WORK INSTRUCTION —
In the entries below, count every line that has the string "reads", and answer with that count alone.

[Saved data entries]
=== Section Start ===

//! Shims over the external collaborators: blockchain state (`ext.*`), linear
//! memory (`mem.*`) and the 128-bit EXP helper (`arith.exp`).
//!
//! These are pure IR generators: they declare the imported host symbols and
//! emit calls with the fixed ABI; the host links the implementations.

use fvmc_backend::{Builder, Linkage};

/// Blockchain state access.
pub(crate) struct Ext<B: Builder> {
    rt: B::Value,
    sha3: B::Function,
    balance: B::Function,
    blockhash: B::Function,
    sload: B::Function,
    sstore: B::Function,
    exists: B::Function,
    calldataload: B::Function,
    extcode: B::Function,
    extcodesize: B::Function,
    call: B::Function,
    create: B::Function,
    selfdestruct: B::Function,
    log: B::Function,
}

impl<B: Builder> Ext<B> {
    pub(crate) fn new(bcx: &mut B, rt: B::Value) -> Self {
        let p = bcx.type_ptr();
        let w = bcx.type_int(128);
        let dw = bcx.type_int(256);
        let g = bcx.type_int(64);
        let i32t = bcx.type_int(32);
        let i1 = bcx.type_int(1);
        fn import<B: Builder>(
            bcx: &mut B,
            name: &str,
            params: &[B::Type],
            ret: Option<B::Type>,
        ) -> B::Function {
            bcx.add_function(name, params, ret, Linkage::Import)
        }
        Self {
            rt,
            sha3: import(bcx, "ext.sha3", &[p, w, w], Some(dw)),
            balance: import(bcx, "ext.balance", &[p, dw], Some(w)),
            blockhash: import(bcx, "ext.blockhash", &[p, w], Some(dw)),
            sload: import(bcx, "ext.sload", &[p, w], Some(w)),
            sstore: import(bcx, "ext.sstore", &[p, w, w], None),
            exists: import(bcx, "ext.exists", &[p, dw], Some(i1)),
            calldataload: import(bcx, "ext.calldataload", &[p, w], Some(w)),
            extcode: import(bcx, "ext.extcode", &[p, dw], Some(p)),
            extcodesize: import(bcx, "ext.extcodesize", &[p, dw], Some(w)),
            call: import(bcx, "ext.call", &[p, i32t, g, dw, w, w, w, w, w], Some(g)),
            create: import(bcx, "ext.create", &[p, g, w, w, w, p], Some(g)),
            selfdestruct: import(bcx, "ext.selfdestruct", &[p, dw], None),
            log: import(bcx, "ext.log", &[p, w, w, g, p], None),
        }
    }

    pub(crate) fn sha3(&mut self, bcx: &mut B, off: B::Value, size: B::Value) -> B::Value {
        bcx.call(self.sha3, &[self.rt, off, size]).expect("ext.sha3 returns a value")
    }

    pub(crate) fn balance(&mut self, bcx: &mut B, address: B::Value) -> B::Value {
        bcx.call(self.balance, &[self.rt, address]).expect("ext.balance returns a value")
    }

    pub(crate) fn blockhash(&mut self, bcx: &mut B, number: B::Value) -> B::Value {
        bcx.call(self.blockhash, &[self.rt, number]).expect("ext.blockhash returns a value")
    }

    pub(crate) fn sload(&mut self, bcx: &mut B, key: B::Value) -> B::Value {
        bcx.call(self.sload, &[self.rt, key]).expect("ext.sload returns a value")
    }

    pub(crate) fn sstore(&mut self, bcx: &mut B, key: B::Value, value: B::Value) {
        let _ = bcx.call(self.sstore, &[self.rt, key, value]);
    }

    pub(crate) fn exists(&mut self, bcx: &mut B, address: B::Value) -> B::Value {
        bcx.call(self.exists, &[self.rt, address]).expect("ext.exists returns a value")
    }

    pub(crate) fn calldataload(&mut self, bcx: &mut B, index: B::Value) -> B::Value {
        bcx.call(self.calldataload, &[self.rt, index]).expect("ext.calldataload returns a value")
    }

    pub(crate) fn extcode(&mut self, bcx: &mut B, address: B::Value) -> B::Value {
        bcx.call(self.extcode, &[self.rt, address]).expect("ext.extcode returns a value")
    }

    pub(crate) fn extcodesize(&mut self, bcx: &mut B, address: B::Value) -> B::Value {
        bcx.call(self.extcodesize, &[self.rt, address]).expect("ext.extcodesize returns a value")
    }

    /// `r >= 0` means success with `r` gas remaining; failure is
    /// `EVM_CALL_FAILURE + gas`.
    #[allow(clippy::too_many_arguments)]
    pub(crate) fn call(
        &mut self,
        bcx: &mut B,
        kind: B::Value,
        gas: B::Value,
        address: B::Value,
        value: B::Value,
        in_off: B::Value,
        in_size: B::Value,
        out_off: B::Value,
        out_size: B::Value,
    ) -> B::Value {
        bcx.call(
            self.call,
            &[self.rt, kind, gas, address, value, in_off, in_size, out_off, out_size],
        )
        .expect("ext.call returns a value")
    }

    /// On success the created address is written big-endian through
    /// `address_out`.
    pub(crate) fn create(
        &mut self,
        bcx: &mut B,
        gas: B::Value,
        endowment: B::Value,
        init_off: B::Value,
        init_size: B::Value,
        address_out: B::Value,
    ) -> B::Value {
        bcx.call(self.create, &[self.rt, gas, endowment, init_off, init_size, address_out])
            .expect("ext.create returns a value")
    }

    pub(crate) fn selfdestruct(&mut self, bcx: &mut B, beneficiary: B::Value) {
        let _ = bcx.call(self.selfdestruct, &[self.rt, beneficiary]);
    }

    /// `topics` points at `num_topics` topics of two words each, high half
    /// first.
    pub(crate) fn log(
        &mut self,
        bcx: &mut B,
        off: B::Value,
        size: B::Value,
        num_topics: B::Value,
        topics: B::Value,
    ) {
        let _ = bcx.call(self.log, &[self.rt, off, size, num_topics, topics]);
    }
}

/// Linear byte memory with gas-priced expansion.
pub(crate) struct Memory<B: Builder> {
    rt: B::Value,
    require: B::Function,
    load: B::Function,
    store: B::Function,
    store8: B::Function,
    size: B::Function,
    copy: B::Function,
}

impl<B: Builder> Memory<B> {
    pub(crate) fn new(bcx: &mut B, rt: B::Value) -> Self {
        let p = bcx.type_ptr();
        let w = bcx.type_int(128);
        let g = bcx.type_int(64);
        let i1 = bcx.type_int(1);
        fn import<B: Builder>(
            bcx: &mut B,
            name: &str,
            params: &[B::Type],
            ret: Option<B::Type>,
        ) -> B::Function {
            bcx.add_function(name, params, ret, Linkage::Import)
        }
        Self {
            rt,
            require: import(bcx, "mem.require", &[p, w, w], Some(g)),
            load: import(bcx, "mem.load", &[p, w], Some(w)),
            store: import(bcx, "mem.store", &[p, w, w], None),
            store8: import(bcx, "mem.store8", &[p, w, w], None),
            size: import(bcx, "mem.size", &[p], Some(w)),
            copy: import(bcx, "mem.copy", &[p, p, w, w, w, w, i1], None),
        }
    }

    /// Expands memory to cover `[offset, offset + size)`.
    ///
    /// Returns the call; its value is the number of newly added 32-byte
    /// words, to be priced by the gas meter. The host raises `gas_out` on
    /// unsatisfiable sizes.
    pub(crate) fn require(&mut self, bcx: &mut B, offset: B::Value, size: B::Value) -> B::Value {
        bcx.call(self.require, &[self.rt, offset, size]).expect("mem.require returns a value")
    }

    pub(crate) fn load_word(&mut self, bcx: &mut B, addr: B::Value) -> B::Value {
        bcx.call(self.load, &[self.rt, addr]).expect("mem.load returns a value")
    }

    pub(crate) fn store_word(&mut self, bcx: &mut B, addr: B::Value, word: B::Value) {
        let _ = bcx.call(self.store, &[self.rt, addr, word]);
    }

    pub(crate) fn store_byte(&mut self, bcx: &mut B, addr: B::Value, word: B::Value) {
        let _ = bcx.call(self.store8, &[self.rt, addr, word]);
    }

    pub(crate) fn get_size(&mut self, bcx: &mut B) -> B::Value {
        bcx.call(self.size, &[self.rt]).expect("mem.size returns a value")
    }

    /// Copies `req_bytes` from a source buffer into memory at `dst_idx`.
    ///
    /// With `padding`, reads past `src_size` yield zeros; without, the host
    /// raises `gas_out` on out-of-range reads.
    #[allow(clippy::too_many_arguments)]
    pub(crate) fn copy_bytes(
        &mut self,
        bcx: &mut B,
        src_ptr: B::Value,
        src_size: B::Value,
        src_idx: B::Value,
        dst_idx: B::Value,
        req_bytes: B::Value,
        padding: bool,
    ) {
        let padding = bcx.bool_const(padding);
        let _ =
            bcx.call(self.copy, &[self.rt, src_ptr, src_size, src_idx, dst_idx, req_bytes, padding]);
    }
}

/// 128-bit big-integer helper.
pub(crate) struct Arith128<B: Builder> {
    exp: B::Function,
}

impl<B: Builder> Arith128<B> {
    pub(crate) fn new(bcx: &mut B) -> Self {
        let w = bcx.type_int(128);
        Self { exp: bcx.add_function("arith.exp", &[w, w], Some(w), Linkage::Import) }
    }

    /// `base ** exponent` with wrapping 128-bit semantics.
    pub(crate) fn exp(&mut self, bcx: &mut B, base: B::Value, exponent: B::Value) -> B::Value {
        bcx.call(self.exp, &[base, exponent]).expect("arith.exp returns a value")
    }
}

=== Section End ===

RESULT FOR THIS TASK —
2